## Prompt
Every line containing the word "subscription" is to be copied from the data below.

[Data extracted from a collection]
——

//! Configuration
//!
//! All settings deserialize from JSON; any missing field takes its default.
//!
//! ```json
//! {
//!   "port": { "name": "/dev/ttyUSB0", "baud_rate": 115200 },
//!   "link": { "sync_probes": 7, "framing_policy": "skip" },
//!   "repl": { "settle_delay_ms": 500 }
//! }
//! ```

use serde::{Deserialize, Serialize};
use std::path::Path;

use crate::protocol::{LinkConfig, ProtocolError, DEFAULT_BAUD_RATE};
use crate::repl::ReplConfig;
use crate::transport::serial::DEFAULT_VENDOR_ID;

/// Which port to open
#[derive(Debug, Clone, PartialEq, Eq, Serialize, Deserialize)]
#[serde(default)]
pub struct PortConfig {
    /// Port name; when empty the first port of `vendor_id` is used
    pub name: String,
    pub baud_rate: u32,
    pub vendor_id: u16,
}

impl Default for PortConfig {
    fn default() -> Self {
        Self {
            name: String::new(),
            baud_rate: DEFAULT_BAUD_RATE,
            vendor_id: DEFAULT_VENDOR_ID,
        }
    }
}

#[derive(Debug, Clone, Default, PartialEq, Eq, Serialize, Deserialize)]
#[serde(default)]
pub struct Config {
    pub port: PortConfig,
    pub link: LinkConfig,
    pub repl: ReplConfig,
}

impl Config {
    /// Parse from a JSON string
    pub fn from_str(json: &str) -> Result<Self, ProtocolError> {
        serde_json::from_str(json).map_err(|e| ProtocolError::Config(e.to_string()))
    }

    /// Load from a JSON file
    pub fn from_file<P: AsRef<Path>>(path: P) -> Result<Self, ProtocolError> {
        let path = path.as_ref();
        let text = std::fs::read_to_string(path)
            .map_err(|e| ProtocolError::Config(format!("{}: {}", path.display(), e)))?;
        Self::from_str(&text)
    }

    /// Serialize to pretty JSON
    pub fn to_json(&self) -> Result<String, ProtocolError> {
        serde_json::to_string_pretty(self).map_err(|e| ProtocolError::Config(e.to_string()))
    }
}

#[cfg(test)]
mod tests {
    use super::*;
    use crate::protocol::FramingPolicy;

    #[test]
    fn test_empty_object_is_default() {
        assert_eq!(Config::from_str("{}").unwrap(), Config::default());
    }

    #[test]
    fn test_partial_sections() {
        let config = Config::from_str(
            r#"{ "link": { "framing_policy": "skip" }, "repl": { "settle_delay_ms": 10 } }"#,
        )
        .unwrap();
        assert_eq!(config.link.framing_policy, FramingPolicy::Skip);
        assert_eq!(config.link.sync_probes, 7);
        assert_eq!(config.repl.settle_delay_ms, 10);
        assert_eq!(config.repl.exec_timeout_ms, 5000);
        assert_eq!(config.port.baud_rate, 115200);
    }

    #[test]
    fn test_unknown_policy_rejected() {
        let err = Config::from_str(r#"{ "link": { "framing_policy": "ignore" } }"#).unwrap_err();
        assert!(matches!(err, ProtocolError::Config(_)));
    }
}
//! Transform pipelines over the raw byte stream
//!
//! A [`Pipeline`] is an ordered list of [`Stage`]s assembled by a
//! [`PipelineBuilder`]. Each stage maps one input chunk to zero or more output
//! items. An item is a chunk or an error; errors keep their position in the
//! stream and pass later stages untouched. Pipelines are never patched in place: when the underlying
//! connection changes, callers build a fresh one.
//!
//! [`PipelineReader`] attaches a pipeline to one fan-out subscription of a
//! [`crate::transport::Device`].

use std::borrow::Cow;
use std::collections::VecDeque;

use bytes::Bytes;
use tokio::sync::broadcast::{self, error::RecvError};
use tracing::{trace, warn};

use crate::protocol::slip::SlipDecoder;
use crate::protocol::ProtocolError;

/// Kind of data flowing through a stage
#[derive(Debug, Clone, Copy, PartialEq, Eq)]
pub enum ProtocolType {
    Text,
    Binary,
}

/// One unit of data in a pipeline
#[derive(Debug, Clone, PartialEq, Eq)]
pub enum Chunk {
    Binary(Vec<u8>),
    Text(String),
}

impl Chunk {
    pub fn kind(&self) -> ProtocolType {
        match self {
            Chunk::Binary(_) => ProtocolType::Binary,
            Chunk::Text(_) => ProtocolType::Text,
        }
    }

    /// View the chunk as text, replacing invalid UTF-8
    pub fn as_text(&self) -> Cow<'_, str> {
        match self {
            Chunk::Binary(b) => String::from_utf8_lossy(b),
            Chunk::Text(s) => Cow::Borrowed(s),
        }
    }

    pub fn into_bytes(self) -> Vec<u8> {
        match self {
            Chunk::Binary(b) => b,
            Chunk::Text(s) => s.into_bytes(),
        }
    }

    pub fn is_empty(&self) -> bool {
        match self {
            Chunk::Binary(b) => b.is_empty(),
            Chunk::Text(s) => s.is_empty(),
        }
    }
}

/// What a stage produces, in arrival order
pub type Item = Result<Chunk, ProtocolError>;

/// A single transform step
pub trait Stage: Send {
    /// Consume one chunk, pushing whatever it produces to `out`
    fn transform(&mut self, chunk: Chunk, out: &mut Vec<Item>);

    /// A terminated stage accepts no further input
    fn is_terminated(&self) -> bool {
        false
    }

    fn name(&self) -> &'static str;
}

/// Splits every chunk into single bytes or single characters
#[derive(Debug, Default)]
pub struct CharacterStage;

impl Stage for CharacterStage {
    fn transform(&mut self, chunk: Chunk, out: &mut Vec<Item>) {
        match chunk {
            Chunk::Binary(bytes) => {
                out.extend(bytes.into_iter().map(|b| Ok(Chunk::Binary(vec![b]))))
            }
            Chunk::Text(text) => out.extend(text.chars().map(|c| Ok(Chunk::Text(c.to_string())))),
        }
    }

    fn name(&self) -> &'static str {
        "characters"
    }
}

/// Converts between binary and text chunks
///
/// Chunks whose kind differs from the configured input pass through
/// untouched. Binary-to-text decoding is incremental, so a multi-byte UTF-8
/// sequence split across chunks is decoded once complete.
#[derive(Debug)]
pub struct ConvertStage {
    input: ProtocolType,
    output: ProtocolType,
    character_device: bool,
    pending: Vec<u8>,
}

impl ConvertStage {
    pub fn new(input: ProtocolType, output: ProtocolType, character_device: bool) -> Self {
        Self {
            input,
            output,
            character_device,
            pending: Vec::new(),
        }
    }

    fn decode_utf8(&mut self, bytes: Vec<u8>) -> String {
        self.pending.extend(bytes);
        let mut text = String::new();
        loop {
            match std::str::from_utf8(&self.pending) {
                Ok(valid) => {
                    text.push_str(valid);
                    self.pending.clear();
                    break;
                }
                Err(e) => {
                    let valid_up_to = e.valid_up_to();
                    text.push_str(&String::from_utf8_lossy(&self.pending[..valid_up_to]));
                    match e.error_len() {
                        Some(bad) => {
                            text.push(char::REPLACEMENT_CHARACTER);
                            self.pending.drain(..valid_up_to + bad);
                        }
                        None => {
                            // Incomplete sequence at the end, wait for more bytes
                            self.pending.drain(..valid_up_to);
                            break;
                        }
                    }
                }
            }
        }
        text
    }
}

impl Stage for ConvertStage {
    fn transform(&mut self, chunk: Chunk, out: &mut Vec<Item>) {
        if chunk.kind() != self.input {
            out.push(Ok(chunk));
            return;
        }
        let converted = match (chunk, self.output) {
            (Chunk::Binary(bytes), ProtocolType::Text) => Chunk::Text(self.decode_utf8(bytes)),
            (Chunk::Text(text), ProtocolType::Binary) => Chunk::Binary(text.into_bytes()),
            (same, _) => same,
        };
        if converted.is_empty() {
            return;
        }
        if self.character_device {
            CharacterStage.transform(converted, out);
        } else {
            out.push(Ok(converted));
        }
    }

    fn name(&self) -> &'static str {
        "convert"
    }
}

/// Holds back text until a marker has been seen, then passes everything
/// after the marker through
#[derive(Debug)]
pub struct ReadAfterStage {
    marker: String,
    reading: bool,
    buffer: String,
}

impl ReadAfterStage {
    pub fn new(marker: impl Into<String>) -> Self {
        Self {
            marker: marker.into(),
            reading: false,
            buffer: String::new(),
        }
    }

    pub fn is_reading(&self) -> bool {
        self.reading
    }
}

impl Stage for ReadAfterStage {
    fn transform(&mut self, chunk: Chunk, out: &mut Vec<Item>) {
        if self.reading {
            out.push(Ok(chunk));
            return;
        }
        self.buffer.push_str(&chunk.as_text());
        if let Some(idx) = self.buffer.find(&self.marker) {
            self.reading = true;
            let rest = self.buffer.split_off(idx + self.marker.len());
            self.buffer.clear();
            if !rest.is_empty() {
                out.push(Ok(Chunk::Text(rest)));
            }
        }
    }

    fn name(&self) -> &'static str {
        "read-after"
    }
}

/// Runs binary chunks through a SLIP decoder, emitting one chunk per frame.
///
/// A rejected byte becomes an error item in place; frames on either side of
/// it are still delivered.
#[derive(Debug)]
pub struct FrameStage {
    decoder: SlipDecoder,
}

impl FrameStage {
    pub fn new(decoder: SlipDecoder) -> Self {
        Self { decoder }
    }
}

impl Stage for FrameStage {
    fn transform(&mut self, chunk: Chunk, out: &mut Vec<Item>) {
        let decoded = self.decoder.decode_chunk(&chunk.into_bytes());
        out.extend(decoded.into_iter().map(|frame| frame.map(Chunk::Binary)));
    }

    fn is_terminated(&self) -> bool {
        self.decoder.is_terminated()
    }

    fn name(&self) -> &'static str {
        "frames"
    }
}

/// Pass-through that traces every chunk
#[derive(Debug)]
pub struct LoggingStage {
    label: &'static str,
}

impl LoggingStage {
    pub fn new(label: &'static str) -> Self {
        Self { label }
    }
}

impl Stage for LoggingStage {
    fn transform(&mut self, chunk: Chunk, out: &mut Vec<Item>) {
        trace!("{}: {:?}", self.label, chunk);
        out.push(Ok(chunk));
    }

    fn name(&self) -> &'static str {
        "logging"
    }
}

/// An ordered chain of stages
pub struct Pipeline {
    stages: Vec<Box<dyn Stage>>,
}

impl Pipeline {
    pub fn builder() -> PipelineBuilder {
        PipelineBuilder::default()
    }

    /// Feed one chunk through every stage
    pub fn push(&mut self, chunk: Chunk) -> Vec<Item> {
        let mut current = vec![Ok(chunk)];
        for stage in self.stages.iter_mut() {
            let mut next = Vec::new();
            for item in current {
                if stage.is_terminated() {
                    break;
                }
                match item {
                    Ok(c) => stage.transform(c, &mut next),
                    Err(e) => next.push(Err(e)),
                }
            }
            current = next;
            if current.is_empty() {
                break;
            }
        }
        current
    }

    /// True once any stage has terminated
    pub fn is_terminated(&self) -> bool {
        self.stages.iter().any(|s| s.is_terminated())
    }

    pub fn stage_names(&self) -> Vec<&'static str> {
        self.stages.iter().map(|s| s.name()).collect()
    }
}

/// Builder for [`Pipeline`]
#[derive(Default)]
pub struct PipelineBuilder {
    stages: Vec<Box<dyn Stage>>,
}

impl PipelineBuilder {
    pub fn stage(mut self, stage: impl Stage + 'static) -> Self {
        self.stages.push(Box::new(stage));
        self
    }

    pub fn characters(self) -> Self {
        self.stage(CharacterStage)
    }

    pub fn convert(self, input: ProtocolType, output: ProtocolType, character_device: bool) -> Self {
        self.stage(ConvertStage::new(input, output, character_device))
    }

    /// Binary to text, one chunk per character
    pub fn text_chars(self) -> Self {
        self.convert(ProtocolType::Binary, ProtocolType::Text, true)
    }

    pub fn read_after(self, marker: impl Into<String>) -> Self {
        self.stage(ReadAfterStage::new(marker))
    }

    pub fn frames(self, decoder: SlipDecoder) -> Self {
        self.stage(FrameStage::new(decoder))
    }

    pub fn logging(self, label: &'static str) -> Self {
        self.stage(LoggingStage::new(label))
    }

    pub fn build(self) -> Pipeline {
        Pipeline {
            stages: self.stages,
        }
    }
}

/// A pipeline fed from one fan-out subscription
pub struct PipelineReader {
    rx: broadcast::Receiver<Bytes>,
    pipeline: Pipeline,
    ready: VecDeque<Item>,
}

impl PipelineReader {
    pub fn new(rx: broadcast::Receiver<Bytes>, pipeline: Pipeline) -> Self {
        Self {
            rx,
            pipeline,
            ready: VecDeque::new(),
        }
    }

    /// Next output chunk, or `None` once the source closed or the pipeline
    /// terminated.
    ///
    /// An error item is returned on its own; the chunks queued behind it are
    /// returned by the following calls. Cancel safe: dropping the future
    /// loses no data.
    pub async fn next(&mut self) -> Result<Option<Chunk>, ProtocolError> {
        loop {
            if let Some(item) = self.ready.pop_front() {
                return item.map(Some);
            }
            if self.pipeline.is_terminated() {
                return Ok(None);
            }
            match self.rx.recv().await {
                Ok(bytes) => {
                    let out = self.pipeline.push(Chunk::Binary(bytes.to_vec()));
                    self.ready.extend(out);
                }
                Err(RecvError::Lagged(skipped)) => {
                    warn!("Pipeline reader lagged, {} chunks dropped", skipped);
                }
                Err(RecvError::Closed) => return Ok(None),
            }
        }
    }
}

——

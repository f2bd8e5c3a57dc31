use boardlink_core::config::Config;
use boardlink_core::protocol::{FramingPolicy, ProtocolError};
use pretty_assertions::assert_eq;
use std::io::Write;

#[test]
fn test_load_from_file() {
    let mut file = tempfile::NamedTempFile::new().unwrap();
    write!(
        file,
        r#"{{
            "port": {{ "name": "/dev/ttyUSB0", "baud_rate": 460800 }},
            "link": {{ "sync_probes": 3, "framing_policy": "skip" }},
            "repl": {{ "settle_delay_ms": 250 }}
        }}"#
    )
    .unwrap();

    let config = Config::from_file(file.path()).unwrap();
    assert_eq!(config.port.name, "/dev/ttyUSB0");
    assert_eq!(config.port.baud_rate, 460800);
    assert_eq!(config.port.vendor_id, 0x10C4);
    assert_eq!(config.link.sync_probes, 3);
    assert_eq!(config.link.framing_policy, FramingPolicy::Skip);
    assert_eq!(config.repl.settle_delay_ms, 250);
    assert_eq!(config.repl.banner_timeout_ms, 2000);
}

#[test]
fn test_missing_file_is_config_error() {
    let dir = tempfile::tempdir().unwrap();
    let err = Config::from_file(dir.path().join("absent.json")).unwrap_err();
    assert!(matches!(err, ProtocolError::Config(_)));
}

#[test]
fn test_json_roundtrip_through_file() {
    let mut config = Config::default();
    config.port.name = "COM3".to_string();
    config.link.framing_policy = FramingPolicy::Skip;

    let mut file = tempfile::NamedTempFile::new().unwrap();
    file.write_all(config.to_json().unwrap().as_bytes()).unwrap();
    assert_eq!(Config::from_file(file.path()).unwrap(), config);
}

——

## Response to the task
//! [`PipelineReader`] attaches a pipeline to one fan-out subscription of a
/// A pipeline fed from one fan-out subscription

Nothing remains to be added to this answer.